Was tut ihr bei euch im Unternehmen für mehr Chancengleichheit?
„Chancengleichheit ist bei uns Teil der Unternehmenskultur. Unter dem Motto Motto “d stands for diversity” (das ‚d‘ im Firmennamen – Anmerkung der Redaktion) machen wir das Thema sichtbar, z. B. mit dem jährlichen Diversity Day oder internen Aktionen. Gleichzeitig unterstützen wir Programme wie ScienceFem von der Technischen Hochschule Würzburg-Schweinfurt, um junge Frauen für Technik zu
begeistern.

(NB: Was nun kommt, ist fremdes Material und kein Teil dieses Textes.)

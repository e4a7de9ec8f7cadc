//! Rendering and re-rendering of whole templates

use futures::executor::block_on;
use serde_json::json;
use sprig_compiler::{create_compiler, DirectiveRegistry, FilterRegistry, Services, View, ViewOptions};
use sprig_reactive::Value;

fn load(template: &str, data: serde_json::Value) -> View {
    let compiler = create_compiler(DirectiveRegistry::new(), FilterRegistry::new());
    let view = View::new(compiler, Services::memory(), ViewOptions::inline(template).with_data(data));
    block_on(view.load()).unwrap();
    view
}

fn texts(view: &View, tag: &str) -> Vec<String> {
    let document = view.document();
    document
        .elements_by_tag(view.root().unwrap(), tag)
        .into_iter()
        .map(|node| document.text_content(node))
        .collect()
}

#[test]
fn test_expression_over_empty_scope() {
    let view = load("<p>{{1+1}}</p>", json!({}));
    assert_eq!(texts(&view, "p"), ["2"]);
}

#[test]
fn test_loop_push_appends_one_item() {
    let view = load(r#"<div><span :for="x of list">{{x}}</span></div>"#, json!({ "list": [1, 2, 3] }));
    assert_eq!(texts(&view, "span"), ["1", "2", "3"]);
    let before = view.document().elements_by_tag(view.root().unwrap(), "span");

    let list = view.get("list");
    list.as_array().unwrap().push(vec![Value::Number(4.0)]).unwrap();

    assert_eq!(texts(&view, "span"), ["1", "2", "3", "4"]);
    let after = view.document().elements_by_tag(view.root().unwrap(), "span");
    assert_eq!(&after[..3], &before[..]);
}

#[test]
fn test_if_else_swap_leaves_nothing_behind() {
    let view = load(r#"<div><p :if="show">yes</p><p :else>no</p></div>"#, json!({ "show": true }));
    assert_eq!(texts(&view, "p"), ["yes"]);

    view.set("show", false).unwrap();
    assert_eq!(texts(&view, "p"), ["no"]);

    view.set("show", true).unwrap();
    assert_eq!(texts(&view, "p"), ["yes"]);
    assert!(!view.html().contains(":if"));
}

#[test]
fn test_if_chain_is_mutually_exclusive() {
    let view = load(
        r#"<div><i :if="n == 1">a</i><i :elseif="n == 2">b</i><i :else>c</i></div>"#,
        json!({ "n": 1 }),
    );
    for (n, expected) in [(1, "a"), (2, "b"), (3, "c"), (1, "a"), (3, "c"), (2, "b")] {
        view.set("n", Value::Number(n as f64)).unwrap();
        assert_eq!(texts(&view, "i"), [expected], "n = {}", n);
    }
}

#[test]
fn test_nested_property_rerenders_on_parent_replace() {
    let view = load("<b>{{ x.y }}</b>", json!({ "x": { "y": 1 } }));
    assert_eq!(texts(&view, "b"), ["1"]);

    view.set("x", json!({ "y": 2 })).unwrap();
    assert_eq!(texts(&view, "b"), ["2"]);
}

#[test]
fn test_attribute_style_and_class_bindings() {
    let view = load(
        r#"<a $href="url" !color="tone" .active="on" title="to {{ url }}">go</a>"#,
        json!({ "url": "/home", "tone": "red", "on": false }),
    );
    assert_eq!(view.html(), r#"<a title="to /home" href="/home" style="color: red">go</a>"#);

    view.set("on", true).unwrap();
    view.set("url", "/away").unwrap();
    let a = view.document().elements_by_tag(view.root().unwrap(), "a")[0];
    assert!(view.document().has_class(a, "active"));
    assert_eq!(view.document().attribute(a, "href").as_deref(), Some("/away"));
    assert_eq!(view.document().attribute(a, "title").as_deref(), Some("to /away"));
}

#[test]
fn test_event_handler_writes_scope() {
    let view = load(r#"<button @click="count = count + 1">{{ count }}</button>"#, json!({ "count": 0 }));
    let button = view.document().elements_by_tag(view.root().unwrap(), "button")[0];

    view.document().fire(button, "click");
    view.document().fire(button, "click");
    assert_eq!(texts(&view, "button"), ["2"]);
}

#[test]
fn test_handler_sees_event_object() {
    let view = load(
        r#"<form><input value="typed" @input="last = $event.type + ':' + $event.value"></form>"#,
        json!({ "last": "" }),
    );
    let input = view.document().elements_by_tag(view.root().unwrap(), "input")[0];
    view.document().fire(input, "input");
    assert_eq!(view.get("last"), Value::from("input:typed"));
}

#[test]
fn test_filters_in_text() {
    let compiler = create_compiler(DirectiveRegistry::new(), FilterRegistry::new());
    let options = ViewOptions::inline("<p>{{ name#shout:'!' }}</p>")
        .with_data(json!({ "name": "hey" }))
        .with_filter("shout", |input, args| {
            let suffix = args.first().map(|a| a.to_string()).unwrap_or_default();
            Value::from(format!("{}{}", input.to_string().to_uppercase(), suffix))
        });
    let view = View::new(compiler, Services::memory(), options);
    block_on(view.load()).unwrap();
    assert_eq!(texts(&view, "p"), ["HEY!"]);
}

#[test]
fn test_style_sheet_uses_percent_delimiters() {
    let view = load("<style>p { color: {% tone %}; }</style>", json!({ "tone": "blue" }));
    assert_eq!(view.html(), "<style>p { color: blue; }</style>");
}

#[test]
fn test_once_renders_without_watching() {
    let view = load(r#"<p :once>{{ n }}</p>"#, json!({ "n": 1 }));
    view.set("n", Value::Number(2.0)).unwrap();
    assert_eq!(texts(&view, "p"), ["1"]);
}

#[test]
fn test_skip_and_pre_leave_children_raw() {
    let view = load(r#"<div :skip>{{ a }}</div><pre :pre>{{ a }}</pre>"#, json!({ "a": 1 }));
    assert_eq!(texts(&view, "div"), ["{{ a }}"]);
    assert_eq!(texts(&view, "pre"), ["{{ a }}"]);
}

#[test]
fn test_var_defines_local_names() {
    let view = load(r#"<p :var="full = first + ' ' + last">{{ full }}</p>"#, json!({ "first": "Ada", "last": "L" }));
    assert_eq!(texts(&view, "p"), ["Ada L"]);

    view.set("last", "Lovelace").unwrap();
    assert_eq!(texts(&view, "p"), ["Ada Lovelace"]);
}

Und im Alltag achten wir z. B. darauf, dass bei Bewerbungsgesprächen immer auch jemand vom passenden Geschlecht dabei ist. Damit es nicht passiert, dass eine Entwicklerin im Bewerbungsgespräch allein mit drei männlichen Kollegen von uns zusammensitzt.“

Transparentes Gehalt
„Eine ganz wichtige Sache zum Thema Chancengleichheit: Wir haben transparentes Gehalt. Dadurch ist es zumindest im gleichen Bereich definitiv ausgeschlossen, dass es da Unterschiede gibt. Es gibt auch keine geheimen Verhandlungen bei uns, sondern es ist alles transparent und jeder weiß, was der oder die andere verdient.“

Wie geht es bei euch im Unternehmen weiter mit den Themen Vielfalt und Chancengleichheit?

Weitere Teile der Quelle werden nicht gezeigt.